The last decade has seen substantial progress on designing Byzantine agreement algorithms which do not require all-to-all communication. However, these protocols do require each node to play a particular role determined by its ID. Motivated by the rise of permissionless systems such as Bitcoin, where nodes can join and leave at will, we extend this research to a more practical model where initially, each node does not know the identity of its neighbors. In particular, a node can send to new destinations only by sending to random (or arbitrary) nodes, or responding to messages received from those destinations. We assume a synchronous and fully-connected network, with a full-information, but static Byzantine adversary. A major drawback of existing Byzantine protocols in this setting is that they have at least Ω(n²) message complexity, where n is the total number of nodes. In particular, the communication cost incurred by the honest nodes is Ω(n²), even when Byzantine node send no messages. In this paper, we design protocols for fundamental problems which are message-competitive, i.e., the total number of bits sent by honest nodes is not significantly more than the total sent by Byzantine nodes.
We describe a message-competitive algorithm to solve Byzantine agreement, leader election, and committee election. Our algorithm sends an expected O((T+n)log n) bits and has latency O(polylog(n)) (even in the CONGEST model), where T = O(n²) is the number of bits sent by Byzantine nodes. The algorithm is resilient to (1/4-ε)n Byzantine nodes for any fixed ε > 0, and succeeds with high probability. Our message bounds are essentially optimal up to polylagarithmic factors, for algorithms that run in polylogarithmic rounds in the CONGEST model.
We also show lower bounds for message-competitive Byzantine agreement regardless of rounds. We prove that, in general, one cannot hope to design Byzantine protocols that have communication cost that is significantly smaller than the cost of the Byzantine adversary.

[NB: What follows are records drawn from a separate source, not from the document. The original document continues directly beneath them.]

//! Page host for domkit
//!
//! Owns a document and its diagnostic console, maps the fixed keyboard
//! shortcuts to console effects, and publishes what happened on an event bus.

pub mod error;
pub mod events;
pub mod page;
pub mod shortcuts;

pub use error::{PageError, Result};
pub use events::{EventBus, PageEvent};
pub use page::{Page, PageConfig};
pub use shortcuts::{KeyPress, KeyState, ShortcutAction, SHORTCUTS};
//! Diagnostic console - the log sink for ancestor chains and style dumps
//!
//! Lines are kept so a host can display or inspect them, and mirrored to
//! `tracing` under the `domkit::console` target.

#[derive(Debug, Clone, Default)]
pub struct Console {
    lines: Vec<String>,
}

impl Console {
    pub fn new() -> Self {
        Self::default()
    }

    /// Append one line
    pub fn log(&mut self, line: impl Into<String>) {
        let line = line.into();
        tracing::info!(target: "domkit::console", "{}", line);
        self.lines.push(line);
    }

    pub fn clear(&mut self) {
        tracing::debug!(target: "domkit::console", "cleared {} lines", self.lines.len());
        self.lines.clear();
    }

    pub fn lines(&self) -> &[String] {
        &self.lines
    }

    pub fn len(&self) -> usize {
        self.lines.len()
    }

    pub fn is_empty(&self) -> bool {
        self.lines.is_empty()
    }
}
#[cfg(test)]
mod tests {
    use super::*;

    /// root -> [a, b, c]
    fn three_children() -> (DomArena, NodeId, [NodeId; 3]) {
        let mut arena = DomArena::new();
        let root = arena.create_element("div");
        arena.set_root(root).unwrap();
        let a = arena.create_element("a");
        let b = arena.create_element("b");
        let c = arena.create_element("i");
        for id in [a, b, c] {
            arena.append_child(root, id).unwrap();
        }
        (arena, root, [a, b, c])
    }

    #[test]
    fn test_arena_basic() {
        let mut arena = DomArena::new();
        let id = arena.create_element("div");
        assert_eq!(id, 0);

        let retrieved = arena.get(id).unwrap();
        assert_eq!(retrieved.node_name, "DIV");
        assert!(retrieved.parent_id.is_none());
        assert!(matches!(arena.get(7), Err(DomError::NodeNotFound(7))));
    }

    #[test]
    fn test_siblings() {
        let (arena, root, [a, b, c]) = three_children();
        assert_eq!(arena.previous_sibling(b), Some(a));
        assert_eq!(arena.next_sibling(b), Some(c));
        assert_eq!(arena.previous_sibling(a), None);
        assert_eq!(arena.next_sibling(c), None);
        assert_eq!(arena.child_index(c), Some(2));
        assert_eq!(arena.previous_sibling(root), None);
    }

    #[test]
    fn test_append_moves_node() {
        let (mut arena, root, [a, b, c]) = three_children();
        arena.append_child(c, a).unwrap();
        assert_eq!(arena.children(root), &[b, c]);
        assert_eq!(arena.children(c), &[a]);
        assert_eq!(arena.parent(a), Some(c));
    }

    #[test]
    fn test_insert_adjacent_positions() {
        let (mut arena, root, [a, b, c]) = three_children();
        let x = arena.create_element("x");
        let y = arena.create_element("y");
        let z = arena.create_element("z");
        let w = arena.create_element("w");

        arena.insert_adjacent(b, AdjacentPosition::BeforeBegin, x).unwrap();
        arena.insert_adjacent(b, AdjacentPosition::AfterEnd, y).unwrap();
        arena.insert_adjacent(b, AdjacentPosition::AfterBegin, z).unwrap();
        arena.insert_adjacent(b, AdjacentPosition::BeforeEnd, w).unwrap();

        assert_eq!(arena.children(root), &[a, x, b, y, c]);
        assert_eq!(arena.children(b), &[z, w]);
    }

    #[test]
    fn test_insert_after_own_follower() {
        let (mut arena, root, [a, b, c]) = three_children();
        arena.insert_after(a, b).unwrap();
        assert_eq!(arena.children(root), &[a, b, c]);
        arena.insert_after(c, a).unwrap();
        assert_eq!(arena.children(root), &[b, c, a]);
    }

    #[test]
    fn test_sibling_insert_without_parent_is_noop() {
        let mut arena = DomArena::new();
        let lone = arena.create_element("p");
        let other = arena.create_element("span");
        arena
            .insert_adjacent(lone, AdjacentPosition::BeforeBegin, other)
            .unwrap();
        assert_eq!(arena.parent(other), None);
    }

    #[test]
    fn test_cycle_rejected() {
        let (mut arena, root, [a, _, _]) = three_children();
        let err = arena.append_child(a, root).unwrap_err();
        assert!(matches!(err, DomError::HierarchyRequest(_)));
        let err = arena.append_child(a, a).unwrap_err();
        assert!(matches!(err, DomError::HierarchyRequest(_)));
    }

    #[test]
    fn test_remove_child_disconnects_subtree() {
        let (mut arena, root, [a, b, _]) = three_children();
        let inner = arena.create_element("em");
        arena.append_child(b, inner).unwrap();
        assert!(arena.is_connected(inner));

        arena.remove_child(root, b).unwrap();
        assert!(!arena.is_connected(b));
        assert!(!arena.is_connected(inner));
        assert!(arena.remove_child(root, b).is_err());
        assert!(arena.is_connected(a));
    }

    #[test]
    fn test_traverse_df() {
        let (mut arena, root, [a, b, _]) = three_children();
        let inner = arena.create_element("em");
        arena.append_child(a, inner).unwrap();

        let mut visited = Vec::new();
        arena
            .traverse_df(root, |node| {
                visited.push(node.node_name.clone());
                Ok(())
            })
            .unwrap();
        assert_eq!(visited, vec!["DIV", "A", "EM", "B", "I"]);
        assert_eq!(arena.find_by_tag("b"), vec![b]);
    }

    #[test]
    fn test_descendants_and_find() {
        let (mut arena, root, [a, b, c]) = three_children();
        let inner = arena.create_element("em");
        arena.append_child(a, inner).unwrap();

        let order: Vec<NodeId> = arena.descendants(root).map(|n| n.node_id).collect();
        assert_eq!(order, vec![root, a, inner, b, c]);
        assert_eq!(arena.descendants(9999).count(), 0);

        // The predicate may carry state
        let mut seen = 0;
        let found = arena.find(|node| {
            seen += 1;
            node.is_element() && node.node_name != "DIV"
        });
        assert_eq!(found, vec![a, inner, b, c]);
        assert_eq!(seen, 5);

        assert_eq!(arena.find_one(|node| node.node_name == "EM"), Some(inner));
        arena.remove_child(a, inner).unwrap();
        assert_eq!(arena.find_one(|node| node.node_name == "EM"), None);
    }
}
//! CSS selector matching over the arena, backed by the `selectors` crate
//!
//! `ElementRef` exposes an arena element through `selectors::Element`, so
//! the full selector grammar (sibling combinators, attribute operators,
//! `:not()`, `:nth-child()`, ...) is matched against the live tree.
//! Tag names compare case-insensitively, ids and classes exactly.

use std::fmt;

use selectors::attr::{AttrSelectorOperation, CaseSensitivity, NamespaceConstraint};
use selectors::context::{MatchingContext, QuirksMode, SelectorCaches};
use selectors::matching::{
    ElementSelectorFlags, MatchingForInvalidation, MatchingMode, NeedsSelectorFlags,
};
use selectors::parser::{ParseRelative, SelectorList, SelectorParseErrorKind};
use selectors::{OpaqueElement, SelectorImpl};

use crate::arena::DomArena;
use crate::error::{DomError, Result};
use crate::types::{DomNode, NodeId, NodeType};

/// Selector implementation for the arena
#[derive(Debug, Clone, PartialEq, Eq)]
pub struct DomSelectors;

/// Identifier, name and value strings as parsed out of a selector
#[derive(Debug, Clone, PartialEq, Eq, Default, Hash)]
pub struct CssString(pub String);

impl precomputed_hash::PrecomputedHash for CssString {
    fn precomputed_hash(&self) -> u32 {
        let mut h: u32 = 0;
        for byte in self.0.bytes() {
            h = h.wrapping_mul(31).wrapping_add(byte as u32);
        }
        h
    }
}

impl AsRef<str> for CssString {
    fn as_ref(&self) -> &str {
        &self.0
    }
}

impl From<String> for CssString {
    fn from(s: String) -> Self {
        Self(s)
    }
}

impl<'a> From<&'a str> for CssString {
    fn from(s: &'a str) -> Self {
        Self(s.to_string())
    }
}

impl cssparser::ToCss for CssString {
    fn to_css<W: fmt::Write>(&self, dest: &mut W) -> fmt::Result {
        dest.write_str(&self.0)
    }
}

/// No pseudo-elements: a static tree has nothing to generate them from
#[derive(Debug, Clone, PartialEq, Eq, Hash)]
pub enum PseudoElement {}

impl cssparser::ToCss for PseudoElement {
    fn to_css<W: fmt::Write>(&self, _dest: &mut W) -> fmt::Result {
        match *self {}
    }
}

impl selectors::parser::PseudoElement for PseudoElement {
    type Impl = DomSelectors;

    fn accepts_state_pseudo_classes(&self) -> bool {
        match *self {}
    }

    fn valid_after_slotted(&self) -> bool {
        match *self {}
    }
}

/// No user-action or link state either; only the tree-structural
/// pseudo-classes built into the parser are available
#[derive(Debug, Clone, PartialEq, Eq, Hash)]
pub enum NonTSPseudoClass {}

impl selectors::parser::NonTSPseudoClass for NonTSPseudoClass {
    type Impl = DomSelectors;

    fn is_active_or_hover(&self) -> bool {
        match *self {}
    }

    fn is_user_action_state(&self) -> bool {
        match *self {}
    }
}

impl cssparser::ToCss for NonTSPseudoClass {
    fn to_css<W: fmt::Write>(&self, _dest: &mut W) -> fmt::Result {
        match *self {}
    }
}

impl SelectorImpl for DomSelectors {
    type ExtraMatchingData<'a> = ();
    type AttrValue = CssString;
    type Identifier = CssString;
    type LocalName = CssString;
    type NamespaceUrl = CssString;
    type NamespacePrefix = CssString;
    type BorrowedLocalName = CssString;
    type BorrowedNamespaceUrl = CssString;
    type NonTSPseudoClass = NonTSPseudoClass;
    type PseudoElement = PseudoElement;
}

impl<'i> selectors::parser::Parser<'i> for DomSelectors {
    type Impl = DomSelectors;
    type Error = SelectorParseErrorKind<'i>;
}

/// An element of the arena, as seen by the selector matcher
#[derive(Clone, Copy)]
pub struct ElementRef<'a> {
    pub arena: &'a DomArena,
    pub id: NodeId,
}

impl<'a> ElementRef<'a> {
    /// `None` unless `id` is an element
    pub fn new(arena: &'a DomArena, id: NodeId) -> Option<Self> {
        arena
            .get(id)
            .ok()
            .filter(|node| node.is_element())
            .map(|_| Self { arena, id })
    }

    fn node(&self) -> Option<&'a DomNode> {
        self.arena.get(self.id).ok()
    }

    /// First element among `ids`, walking in iterator order
    fn first_element(&self, mut ids: impl Iterator<Item = NodeId>) -> Option<Self> {
        ids.find_map(|id| Self::new(self.arena, id))
    }

    fn siblings(&self) -> (&'a [NodeId], usize) {
        let index = self.arena.child_index(self.id);
        match (self.arena.parent(self.id), index) {
            (Some(parent), Some(index)) => (self.arena.children(parent), index),
            _ => (&[], 0),
        }
    }
}

impl fmt::Debug for ElementRef<'_> {
    fn fmt(&self, f: &mut fmt::Formatter<'_>) -> fmt::Result {
        f.debug_struct("ElementRef")
            .field("id", &self.id)
            .field("name", &self.node().map(|n| n.node_name.as_str()))
            .finish()
    }
}

impl<'a> selectors::Element for ElementRef<'a> {
    type Impl = DomSelectors;

    fn opaque(&self) -> OpaqueElement {
        // The arena slot, not `self`: copies of the same ref must compare equal
        match self.node() {
            Some(node) => OpaqueElement::new(node),
            None => OpaqueElement::new(self.arena),
        }
    }

    fn parent_element(&self) -> Option<Self> {
        Self::new(self.arena, self.arena.parent(self.id)?)
    }

    fn parent_node_is_shadow_root(&self) -> bool {
        false
    }

    fn containing_shadow_host(&self) -> Option<Self> {
        None
    }

    fn is_pseudo_element(&self) -> bool {
        false
    }

    fn prev_sibling_element(&self) -> Option<Self> {
        let (siblings, index) = self.siblings();
        self.first_element(siblings[..index].iter().rev().copied())
    }

    fn next_sibling_element(&self) -> Option<Self> {
        let (siblings, index) = self.siblings();
        self.first_element(siblings.iter().skip(index + 1).copied())
    }

    fn first_element_child(&self) -> Option<Self> {
        self.first_element(self.arena.children(self.id).iter().copied())
    }

    fn is_html_element_in_html_document(&self) -> bool {
        true
    }

    fn has_local_name(&self, name: &CssString) -> bool {
        self.node()
            .is_some_and(|node| node.node_name.eq_ignore_ascii_case(&name.0))
    }

    fn has_namespace(&self, ns: &CssString) -> bool {
        ns.0.is_empty()
    }

    fn is_same_type(&self, other: &Self) -> bool {
        match (self.node(), other.node()) {
            (Some(a), Some(b)) => a.node_name == b.node_name,
            _ => false,
        }
    }

    fn attr_matches(
        &self,
        ns: &NamespaceConstraint<&CssString>,
        local_name: &CssString,
        operation: &AttrSelectorOperation<&CssString>,
    ) -> bool {
        if let NamespaceConstraint::Specific(ns) = ns {
            if !ns.0.is_empty() {
                return false;
            }
        }
        self.node()
            .and_then(|node| node.attr(&local_name.0))
            .is_some_and(|value| operation.eval_str(value))
    }

    fn match_non_ts_pseudo_class(
        &self,
        pc: &NonTSPseudoClass,
        _context: &mut MatchingContext<'_, Self::Impl>,
    ) -> bool {
        match *pc {}
    }

    fn match_pseudo_element(
        &self,
        pe: &PseudoElement,
        _context: &mut MatchingContext<'_, Self::Impl>,
    ) -> bool {
        match *pe {}
    }

    fn is_link(&self) -> bool {
        false
    }

    fn is_html_slot_element(&self) -> bool {
        false
    }

    fn has_id(&self, id: &CssString, case_sensitivity: CaseSensitivity) -> bool {
        self.node()
            .and_then(|node| node.attr("id"))
            .is_some_and(|own| case_sensitivity.eq(own.as_bytes(), id.0.as_bytes()))
    }

    fn has_class(&self, name: &CssString, case_sensitivity: CaseSensitivity) -> bool {
        self.node().is_some_and(|node| {
            node.class_list()
                .any(|class| case_sensitivity.eq(class.as_bytes(), name.0.as_bytes()))
        })
    }

    fn imported_part(&self, _name: &CssString) -> Option<CssString> {
        None
    }

    fn is_part(&self, _name: &CssString) -> bool {
        false
    }

    fn is_empty(&self) -> bool {
        self.arena.children(self.id).iter().all(|&child| {
            self.arena.get(child).map_or(true, |node| {
                !node.is_element() && !(node.is_text() && !node.node_value.is_empty())
            })
        })
    }

    fn is_root(&self) -> bool {
        self.arena
            .parent(self.id)
            .and_then(|parent| self.arena.get(parent).ok())
            .is_some_and(|parent| parent.node_type == NodeType::Document)
    }

    fn apply_selector_flags(&self, _flags: ElementSelectorFlags) {}

    fn add_element_unique_hashes(&self, _filter: &mut selectors::bloom::BloomFilter) -> bool {
        false
    }

    fn has_custom_state(&self, _name: &CssString) -> bool {
        false
    }
}

/// A parsed, comma-separated selector list
#[derive(Debug, Clone)]
pub struct Selector {
    list: SelectorList<DomSelectors>,
}

impl Selector {
    pub fn parse(source: &str) -> Result<Self> {
        let invalid = || DomError::InvalidSelector(source.to_string());
        if source.trim().is_empty() {
            return Err(invalid());
        }
        let mut input = cssparser::ParserInput::new(source);
        let mut parser = cssparser::Parser::new(&mut input);
        let list = parser
            .parse_entirely(|parser| SelectorList::parse(&DomSelectors, parser, ParseRelative::No))
            .map_err(|err| {
                tracing::trace!("selector {:?} rejected: {:?}", source, err.kind);
                invalid()
            })?;
        Ok(Self { list })
    }

    /// Whether the node is an element matching any selector of the list
    pub fn matches(&self, arena: &DomArena, node_id: NodeId) -> bool {
        let mut caches = SelectorCaches::default();
        let mut context = matching_context(&mut caches);
        self.matches_in(arena, node_id, &mut context)
    }

    /// First connected match in document order
    pub fn select_first(&self, arena: &DomArena) -> Option<NodeId> {
        let mut caches = SelectorCaches::default();
        let mut context = matching_context(&mut caches);
        arena.find_one(|node| self.matches_in(arena, node.node_id, &mut context))
    }

    /// Every connected match in document order
    pub fn select_all(&self, arena: &DomArena) -> Vec<NodeId> {
        let mut caches = SelectorCaches::default();
        let mut context = matching_context(&mut caches);
        arena.find(|node| self.matches_in(arena, node.node_id, &mut context))
    }

    fn matches_in(
        &self,
        arena: &DomArena,
        node_id: NodeId,
        context: &mut MatchingContext<'_, DomSelectors>,
    ) -> bool {
        let Some(element) = ElementRef::new(arena, node_id) else {
            return false;
        };
        self.list.slice().iter().any(|selector| {
            selectors::matching::matches_selector(selector, 0, None, &element, context)
        })
    }
}

fn matching_context(caches: &mut SelectorCaches) -> MatchingContext<'_, DomSelectors> {
    MatchingContext::new(
        MatchingMode::Normal,
        None,
        caches,
        QuirksMode::NoQuirks,
        NeedsSelectorFlags::No,
        MatchingForInvalidation::No,
    )
}

#[cfg(test)]
mod tests {
    use super::*;

    fn parse_ok(s: &str) -> Selector {
        Selector::parse(s).unwrap_or_else(|e| panic!("{s}: {e}"))
    }

    /// root > [b, span#t[title="a]b"], "text", i.note]
    fn arena() -> (DomArena, [NodeId; 4]) {
        let mut arena = DomArena::new();
        let root = arena.create_element("body");
        arena.set_root(root).unwrap();
        let b = arena.create_element("b");
        let span = arena.create_element("span");
        let text = arena.create_text("text");
        let i = arena.create_element("i");
        for id in [b, span, text, i] {
            arena.append_child(root, id).unwrap();
        }
        let node = arena.get_mut(span).unwrap();
        node.set_attr("id", "t");
        node.set_attr("title", "a]b");
        arena.get_mut(i).unwrap().set_attr("class", "note Wide");
        (arena, [root, b, span, i])
    }

    #[test]
    fn test_compound_and_groups() {
        let (arena, [_, b, span, i]) = arena();
        assert!(parse_ok("span#t[title]").matches(&arena, span));
        assert!(parse_ok("SPAN").matches(&arena, span));
        assert!(parse_ok("i.note.Wide").matches(&arena, i));
        assert!(!parse_ok("i.wide").matches(&arena, i));
        assert!(!parse_ok("#T").matches(&arena, span));
        assert_eq!(parse_ok("i, b").select_all(&arena), vec![b, i]);
        assert_eq!(parse_ok("i, b").select_first(&arena), Some(b));
    }

    #[test]
    fn test_sibling_and_structural_selectors() {
        let (arena, [_, b, span, i]) = arena();
        let cases = [
            ("span:first-child", vec![]),
            ("b:first-child", vec![b]),
            ("b + span", vec![span]),
            ("span + i", vec![i]),
            ("b ~ i", vec![i]),
            ("span:not(b)", vec![span]),
            ("body > :nth-child(2)", vec![span]),
        ];
        for (selector, expected) in cases {
            assert_eq!(parse_ok(selector).select_all(&arena), expected, "{selector}");
        }
    }

    #[test]
    fn test_attribute_operators() {
        let (arena, [_, _, span, i]) = arena();
        for selector in ["[title^=a]", r#"[title="a]b"]"#, "[title$=b]", "[title*=']']", "[ID=t]"] {
            assert_eq!(parse_ok(selector).select_all(&arena), vec![span], "{selector}");
        }
        assert_eq!(parse_ok("[class~=note]").select_all(&arena), vec![i]);
        assert!(parse_ok("[title=a]").select_all(&arena).is_empty());
    }

    #[test]
    fn test_empty_and_text_children() {
        let (mut arena, [root, b, _, _]) = arena();
        assert!(parse_ok("b:empty").matches(&arena, b));
        assert!(!parse_ok("body:empty").matches(&arena, root));

        let text = arena.create_text("x");
        arena.append_child(b, text).unwrap();
        assert!(!parse_ok("b:empty").matches(&arena, b));
    }

    #[test]
    fn test_descendants_backtrack() {
        let mut arena = DomArena::new();
        let root = arena.create_element("div");
        arena.set_root(root).unwrap();
        let section = arena.create_element("section");
        let p = arena.create_element("p");
        let inner_div = arena.create_element("div");
        let span = arena.create_element("span");
        arena.append_child(root, section).unwrap();
        arena.append_child(section, p).unwrap();
        arena.append_child(p, inner_div).unwrap();
        arena.append_child(inner_div, span).unwrap();

        assert!(parse_ok("section > p span").matches(&arena, span));
        assert!(parse_ok("div > section span").matches(&arena, span));
        assert!(!parse_ok("section > div span").matches(&arena, span));
        assert!(parse_ok("*").matches(&arena, span));
        assert!(!parse_ok("p").matches(&arena, span));
    }

    #[test]
    fn test_text_nodes_never_match() {
        let (arena, [root, ..]) = arena();
        let text = arena.children(root)[2];
        assert!(!parse_ok("*").matches(&arena, text));
        assert!(!parse_ok("*").select_all(&arena).contains(&text));
    }

    #[test]
    fn test_parse_rejects_malformed() {
        for bad in ["", "   ", "div,", ", p", "> p", "p >", "#", ".", "a]", "p > > a", "div*", "[=v]", "a:hover", "p::before"] {
            assert!(
                matches!(Selector::parse(bad), Err(DomError::InvalidSelector(_))),
                "accepted {bad:?}"
            );
        }
    }
}
//! Core type definitions
//!
//! Key design principles:
//! 1. Use u32 for indices (4 bytes vs 8 bytes pointer)
//! 2. Use SmallVec for child lists (most elements have few children)
//! 3. Tag identity is stored upper-cased, the way the DOM reports `tagName`

use serde::{Deserialize, Serialize};
use smallvec::SmallVec;
use std::collections::HashMap;

/// Node identifier (index into arena)
pub type NodeId = u32;

/// Node kinds the document tree holds
#[derive(Debug, Clone, Copy, PartialEq, Eq, Hash, Serialize, Deserialize)]
#[repr(u8)]
pub enum NodeType {
    Element = 1,
    Text = 3,
    Document = 9,
}

/// A node of the document tree
///
/// Navigation is by index: `parent_id` and `children_ids` point back into the
/// owning arena.
#[derive(Debug, Clone, Serialize, Deserialize)]
pub struct DomNode {
    pub node_id: NodeId,
    pub node_type: NodeType,

    pub parent_id: Option<NodeId>,
    pub children_ids: SmallVec<[NodeId; 4]>,

    /// `DIV`, `SPAN`, ... for elements, `#text` / `#document` otherwise
    pub node_name: String,
    /// Character data of text nodes
    pub node_value: String,
    pub attributes: HashMap<String, String>,
}

impl DomNode {
    fn new(node_id: NodeId, node_type: NodeType, node_name: String) -> Self {
        Self {
            node_id,
            node_type,
            parent_id: None,
            children_ids: SmallVec::new(),
            node_name,
            node_value: String::new(),
            attributes: HashMap::new(),
        }
    }

    /// Create a detached element node
    pub fn element(node_id: NodeId, tag: &str) -> Self {
        Self::new(node_id, NodeType::Element, tag.to_ascii_uppercase())
    }

    /// Create a detached text node
    pub fn text(node_id: NodeId, value: &str) -> Self {
        let mut node = Self::new(node_id, NodeType::Text, "#text".to_string());
        node.node_value = value.to_string();
        node
    }

    pub fn document(node_id: NodeId) -> Self {
        Self::new(node_id, NodeType::Document, "#document".to_string())
    }

    /// Get tag name for element nodes
    pub fn tag_name(&self) -> Option<&str> {
        if self.node_type == NodeType::Element {
            Some(&self.node_name)
        } else {
            None
        }
    }

    /// Check if node is an element
    pub fn is_element(&self) -> bool {
        self.node_type == NodeType::Element
    }

    /// Check if node is text
    pub fn is_text(&self) -> bool {
        self.node_type == NodeType::Text
    }

    /// Get attribute value
    pub fn attr(&self, name: &str) -> Option<&str> {
        self.attributes.get(name).map(|s| s.as_str())
    }

    pub fn set_attr(&mut self, name: &str, value: &str) {
        self.attributes
            .insert(name.to_ascii_lowercase(), value.to_string());
    }

    /// Whitespace-separated entries of the `class` attribute
    pub fn class_list(&self) -> impl Iterator<Item = &str> {
        self.attr("class").unwrap_or("").split_ascii_whitespace()
    }

    pub fn has_class(&self, class_name: &str) -> bool {
        self.class_list().any(|c| c == class_name)
    }
}

/// Attributes understood by the element factory
///
/// Deserializes from the same object shape the utilities have always taken:
/// `{"id": .., "classes": .., "href": .., "src": .., "textcontent": ..,
/// "title": .., "target": .., "type": ..}`. Unknown keys are ignored and
/// empty values count as absent.
#[derive(Debug, Clone, Default, PartialEq, Eq, Serialize, Deserialize)]
#[serde(default)]
pub struct AttributeSet {
    #[serde(skip_serializing_if = "Option::is_none")]
    pub id: Option<String>,
    #[serde(skip_serializing_if = "Option::is_none")]
    pub classes: Option<String>,
    #[serde(skip_serializing_if = "Option::is_none")]
    pub href: Option<String>,
    #[serde(skip_serializing_if = "Option::is_none")]
    pub src: Option<String>,
    #[serde(rename = "textcontent", skip_serializing_if = "Option::is_none")]
    pub text_content: Option<String>,
    #[serde(skip_serializing_if = "Option::is_none")]
    pub title: Option<String>,
    #[serde(skip_serializing_if = "Option::is_none")]
    pub target: Option<String>,
    #[serde(rename = "type", skip_serializing_if = "Option::is_none")]
    pub kind: Option<String>,
}

impl AttributeSet {
    pub fn new() -> Self {
        Self::default()
    }

    pub fn id(mut self, value: impl Into<String>) -> Self {
        self.id = Some(value.into());
        self
    }

    pub fn classes(mut self, value: impl Into<String>) -> Self {
        self.classes = Some(value.into());
        self
    }

    pub fn href(mut self, value: impl Into<String>) -> Self {
        self.href = Some(value.into());
        self
    }

    pub fn src(mut self, value: impl Into<String>) -> Self {
        self.src = Some(value.into());
        self
    }

    pub fn text_content(mut self, value: impl Into<String>) -> Self {
        self.text_content = Some(value.into());
        self
    }

    pub fn title(mut self, value: impl Into<String>) -> Self {
        self.title = Some(value.into());
        self
    }

    pub fn target(mut self, value: impl Into<String>) -> Self {
        self.target = Some(value.into());
        self
    }

    pub fn kind(mut self, value: impl Into<String>) -> Self {
        self.kind = Some(value.into());
        self
    }

    /// Attribute-backed entries as `(attribute name, value)` pairs, skipping
    /// absent and empty values. Text content is not an attribute and is
    /// handled separately.
    pub fn attribute_pairs(&self) -> impl Iterator<Item = (&'static str, &str)> {
        [
            ("id", &self.id),
            ("class", &self.classes),
            ("href", &self.href),
            ("src", &self.src),
            ("title", &self.title),
            ("target", &self.target),
            ("type", &self.kind),
        ]
        .into_iter()
        .filter_map(|(name, value)| match value.as_deref() {
            Some(v) if !v.is_empty() => Some((name, v)),
            _ => None,
        })
    }

    /// True when no entry would have an effect
    pub fn is_empty(&self) -> bool {
        self.attribute_pairs().next().is_none()
            && self.text_content.as_deref().map_or(true, str::is_empty)
    }
}

/// One container of a wrapper stack: a tag plus optional attributes
///
/// In JSON a spec is written `["div", {"id": "outer"}]`, `["div", null]`,
/// `["div"]` or just `"div"`.
#[derive(Debug, Clone, PartialEq, Eq, Serialize, Deserialize)]
#[serde(from = "RawWrapperSpec", into = "(String, Option<AttributeSet>)")]
pub struct WrapperSpec {
    pub tag: String,
    pub attributes: Option<AttributeSet>,
}

impl WrapperSpec {
    pub fn new(tag: impl Into<String>) -> Self {
        Self {
            tag: tag.into(),
            attributes: None,
        }
    }

    pub fn with_attributes(tag: impl Into<String>, attributes: AttributeSet) -> Self {
        Self {
            tag: tag.into(),
            attributes: Some(attributes),
        }
    }
}

#[derive(Deserialize)]
#[serde(untagged)]
enum RawWrapperSpec {
    Pair(String, Option<AttributeSet>),
    Single((String,)),
    Bare(String),
}

impl From<RawWrapperSpec> for WrapperSpec {
    fn from(raw: RawWrapperSpec) -> Self {
        match raw {
            RawWrapperSpec::Pair(tag, attributes) => Self { tag, attributes },
            RawWrapperSpec::Single((tag,)) | RawWrapperSpec::Bare(tag) => Self::new(tag),
        }
    }
}

impl From<WrapperSpec> for (String, Option<AttributeSet>) {
    fn from(spec: WrapperSpec) -> Self {
        (spec.tag, spec.attributes)
    }
}

impl From<&str> for WrapperSpec {
    fn from(tag: &str) -> Self {
        Self::new(tag)
    }
}

/// Attributes emitted by the serializer, in output order
pub const DEFAULT_INCLUDE_ATTRIBUTES: &[&str] = &[
    "id", "class", "href", "src", "title", "target", "type", "name", "role", "style",
];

John Augustine, Valerie King, Anisur Rahaman Molla, Gopal Pandurangan, and Jared Saia. Scalable and Secure Computation Among Strangers: Message-Competitive Byzantine Protocols. In 34th International Symposium on Distributed Computing (DISC 2020). Leibniz International Proceedings in Informatics (LIPIcs), Volume 179, pp. 31:1-31:19, Schloss Dagstuhl – Leibniz-Zentrum für Informatik (2020)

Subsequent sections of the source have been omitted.